As ever, Labour welcomed the ministerial statement but wondered why it hadn’t gone further. Shadow minister Chris Elmore sought assurances that “no Russian or Belorussian will play in Wimbledon”, and managerial solutions like official guidance for organisations and institutions to help them boycott back better.
After a while, as the laundry-list of complaints mounted up, I was suddenly reminded of the Hotel Inspector from Fawlty Towers and his litany of grievances: Evidence of smoking in food preparation area. Dirty and grubby food handling overalls. Lack of wash hand basin. “Sport-washing and cultural and art-washing of dirty Kremlin-linked Russian money”. (And there are two dead pigeons in the water-tank.)

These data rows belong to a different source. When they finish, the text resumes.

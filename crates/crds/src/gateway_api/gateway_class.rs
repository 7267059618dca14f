//! GatewayClass (gateway.networking.k8s.io/v1beta1)

use super::common::Condition;
use kube::CustomResource;
use schemars::JsonSchema;
use serde::{Deserialize, Serialize};

#[derive(CustomResource, Debug, Clone, Serialize, Deserialize, JsonSchema, Default, PartialEq)]
#[kube(
    group = "gateway.networking.k8s.io",
    version = "v1beta1",
    kind = "GatewayClass",
    plural = "gatewayclasses",
    status = "GatewayClassStatus"
)]
#[serde(rename_all = "camelCase")]
pub struct GatewayClassSpec {
    /// Controller responsible for Gateways of this class
    pub controller_name: String,
    #[serde(default, skip_serializing_if = "Option::is_none")]
    pub description: Option<String>,
}

#[derive(Debug, Clone, Serialize, Deserialize, JsonSchema, Default, PartialEq, Eq)]
#[serde(rename_all = "camelCase")]
pub struct GatewayClassStatus {
    #[serde(default)]
    pub conditions: Vec<Condition>,
}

Dorries responded to most of her critics with a cross-party charm offensive. “He’s raised some incredibly valid points”, she gushed, of Elmore, “all of which are being addressed”. Chris Bryant received similar treatment when he asked why her department wasn’t doing more to confiscate Russia-linked possessions and property. “My friend is not a Johnny-come-lately”, swooned the minister. “He’s been campaigning on these issues for many years”. Roman Abramovich and his yacht seemed momentarily forgotten in a shower of praise.
After a few hopeful bobs, Virginia Crosbie was finally called on to ask a question. “May I thank the minister for her work ensuring Putin is in a sporting and cultural Siberia of his own making,” she effused, revealing the mystery of what all the note-making had been about earlier. “Will she agree with me that these journalists are heroes?”
How could Nadine Dorries respond when presented with the exact words of Nadine Dorries a few minutes ago? “What can I say other than yes?” replied the minister.